//! Open enums - string wrappers with named constants
//!
//! An open enum behaves like a closed set of named string constants for
//! calling code, while accepting any string from the wire. Members added on
//! the server side therefore decode fine on older clients; they just don't
//! match any of the known constants.
//!
//! Families are declared with [`open_enum!`](crate::open_enum):
//!
//! ```
//! use cirrus_core::{OpenEnum, open_enum};
//!
//! open_enum! {
//!     /// Access key status
//!     pub struct CredentialStatus {
//!         ACTIVE = "active",
//!         INACTIVE = "inactive",
//!     }
//! }
//!
//! assert_eq!(CredentialStatus::ACTIVE.as_str(), "active");
//! assert!(CredentialStatus::new("retired").symbol().is_none());
//! ```

use std::fmt;

/// A string-backed enum family with forward-compatible decoding
pub trait OpenEnum: Sized + Clone + PartialEq + fmt::Debug + Send + Sync + 'static {
    /// Name of the family, used in error messages
    const FAMILY: &'static str;

    /// Known members as `(symbol, wire value)` in declaration order
    const MEMBERS: &'static [(&'static str, &'static str)];

    /// Wrap a decoded value without checking it against [`Self::MEMBERS`]
    fn from_value(value: String) -> Self;

    /// Wrap a static string without allocating
    fn from_static(value: &'static str) -> Self;

    /// The wrapped wire value
    fn as_str(&self) -> &str;

    /// The memoized registry of this family's named constants
    fn registry() -> &'static Registry<Self>;

    /// Whether the value matches one of the known members
    fn is_known(&self) -> bool {
        Self::registry().contains(self)
    }

    /// Symbolic name of the value, if it is a known member
    fn symbol(&self) -> Option<&'static str> {
        Self::registry().symbol_of(self)
    }
}

/// Read-only table of the named constants of one enum family
///
/// Built once per family on first access; there is no way to add or remove
/// members afterwards.
#[derive(Debug)]
pub struct Registry<E> {
    members: Vec<(&'static str, E)>,
}

impl<E: OpenEnum> Registry<E> {
    /// Build the table from the family's declared members
    pub fn build() -> Self {
        Self {
            members: E::MEMBERS
                .iter()
                .map(|(symbol, value)| (*symbol, E::from_static(value)))
                .collect(),
        }
    }

    /// Name of the family this registry belongs to
    pub fn family(&self) -> &'static str {
        E::FAMILY
    }

    /// Look up a constant by its symbolic name (e.g. `"ACTIVE"`)
    pub fn get(&self, symbol: &str) -> Option<&E> {
        self.members
            .iter()
            .find(|(s, _)| *s == symbol)
            .map(|(_, value)| value)
    }

    pub fn symbol_of(&self, value: &E) -> Option<&'static str> {
        self.members
            .iter()
            .find(|(_, v)| v == value)
            .map(|(symbol, _)| *symbol)
    }

    pub fn contains(&self, value: &E) -> bool {
        self.symbol_of(value).is_some()
    }

    /// Iterate over `(symbol, constant)` pairs in declaration order
    pub fn iter(&self) -> impl Iterator<Item = (&'static str, &E)> {
        self.members.iter().map(|(symbol, value)| (*symbol, value))
    }

    pub fn len(&self) -> usize {
        self.members.len()
    }

    pub fn is_empty(&self) -> bool {
        self.members.is_empty()
    }
}

/// Declare an open enum family
///
/// Generates a struct wrapping a `Cow<'static, str>`, one associated
/// constant per member, an [`OpenEnum`] implementation and the serde hooks
/// that read and write the value as a bare JSON string.
#[macro_export]
macro_rules! open_enum {
    (
        $(#[$meta:meta])*
        $vis:vis struct $name:ident {
            $(
                $(#[$member_meta:meta])*
                $member:ident = $value:literal
            ),* $(,)?
        }
    ) => {
        $(#[$meta])*
        #[derive(Debug, Clone, PartialEq, Eq, Hash, PartialOrd, Ord)]
        $vis struct $name {
            value: ::std::borrow::Cow<'static, str>,
        }

        impl $name {
            $(
                $(#[$member_meta])*
                pub const $member: Self = Self {
                    value: ::std::borrow::Cow::Borrowed($value),
                };
            )*

            /// Wrap any wire value; unknown values are kept as-is
            pub fn new(value: impl ::std::convert::Into<::std::borrow::Cow<'static, str>>) -> Self {
                Self {
                    value: value.into(),
                }
            }

            pub fn as_str(&self) -> &str {
                &self.value
            }
        }

        impl $crate::OpenEnum for $name {
            const FAMILY: &'static str = ::std::stringify!($name);
            const MEMBERS: &'static [(&'static str, &'static str)] =
                &[$((::std::stringify!($member), $value)),*];

            fn from_value(value: ::std::string::String) -> Self {
                Self {
                    value: ::std::borrow::Cow::Owned(value),
                }
            }

            fn from_static(value: &'static str) -> Self {
                Self {
                    value: ::std::borrow::Cow::Borrowed(value),
                }
            }

            fn as_str(&self) -> &str {
                &self.value
            }

            fn registry() -> &'static $crate::Registry<Self> {
                static REGISTRY: ::std::sync::OnceLock<$crate::Registry<$name>> =
                    ::std::sync::OnceLock::new();
                REGISTRY.get_or_init($crate::Registry::build)
            }
        }

        impl ::std::fmt::Display for $name {
            fn fmt(&self, f: &mut ::std::fmt::Formatter<'_>) -> ::std::fmt::Result {
                f.write_str(&self.value)
            }
        }

        impl ::std::convert::AsRef<str> for $name {
            fn as_ref(&self) -> &str {
                &self.value
            }
        }

        impl $crate::__private::serde::Serialize for $name {
            fn serialize<S>(&self, serializer: S) -> ::std::result::Result<S::Ok, S::Error>
            where
                S: $crate::__private::serde::Serializer,
            {
                serializer.serialize_str(&self.value)
            }
        }

        impl<'de> $crate::__private::serde::Deserialize<'de> for $name {
            fn deserialize<D>(deserializer: D) -> ::std::result::Result<Self, D::Error>
            where
                D: $crate::__private::serde::Deserializer<'de>,
            {
                $crate::codec::deserialize_open_enum(
                    deserializer,
                    &$crate::converter::IdentityConverter,
                )
            }
        }
    };
}
//! RDS v3 models
//!
//! DO NOT EDIT the model files manually - regenerate with:
//!   ./scripts/generate-models.sh rds/v3

pub mod compute_flavor;
pub mod computes;
pub mod db_user_pwd_request;
pub mod search_query_scale_flavors_response;
pub mod set_postgresql_db_user_pwd_request;

pub use compute_flavor::ComputeFlavor;
pub use computes::{Computes, ComputesGroupType};
pub use db_user_pwd_request::DbUserPwdRequest;
pub use search_query_scale_flavors_response::SearchQueryScaleFlavorsResponse;
pub use set_postgresql_db_user_pwd_request::{
    SetPostgresqlDbUserPwdRequest, SetPostgresqlDbUserPwdRequestXLanguage,
};
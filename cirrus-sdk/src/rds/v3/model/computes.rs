//! Computes model for the RDS v3 API
//!
//! Auto-generated from model definition: rds/v3/Computes
//!
//! DO NOT EDIT MANUALLY - regenerate with cirrus-codegen

use std::fmt;

use super::ComputeFlavor;
use cirrus_core::open_enum;
use serde::{Deserialize, Serialize};

/// A group of compute flavors of the same type.
#[derive(Debug, Clone, PartialEq, Serialize, Deserialize)]
pub struct Computes {
    /// Flavor group type.
    pub group_type: ComputesGroupType,
    /// Flavors in the group.
    pub compute_flavors: Vec<ComputeFlavor>,
}

impl Computes {
    /// Creates a new `Computes`
    pub fn new(group_type: ComputesGroupType, compute_flavors: Vec<ComputeFlavor>) -> Self {
        Self {
            group_type,
            compute_flavors,
        }
    }
}

impl fmt::Display for Computes {
    fn fmt(&self, f: &mut fmt::Formatter<'_>) -> fmt::Result {
        cirrus_core::model::describe(f, "Computes", self)
    }
}

open_enum! {
    /// Flavor group type.
    pub struct ComputesGroupType {
        NORMAL = "normal",
        DEDICATED = "dedicated",
        ARM_FLAVORS = "armFlavors",
    }
}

### [ACTIVITY]
Copy out every line in the entries above that holds "Result".

### [OUTPUT BELOW]
            fn fmt(&self, f: &mut ::std::fmt::Formatter<'_>) -> ::std::fmt::Result {
            fn serialize<S>(&self, serializer: S) -> ::std::result::Result<S::Ok, S::Error>
            fn deserialize<D>(deserializer: D) -> ::std::result::Result<Self, D::Error>
    fn fmt(&self, f: &mut fmt::Formatter<'_>) -> fmt::Result {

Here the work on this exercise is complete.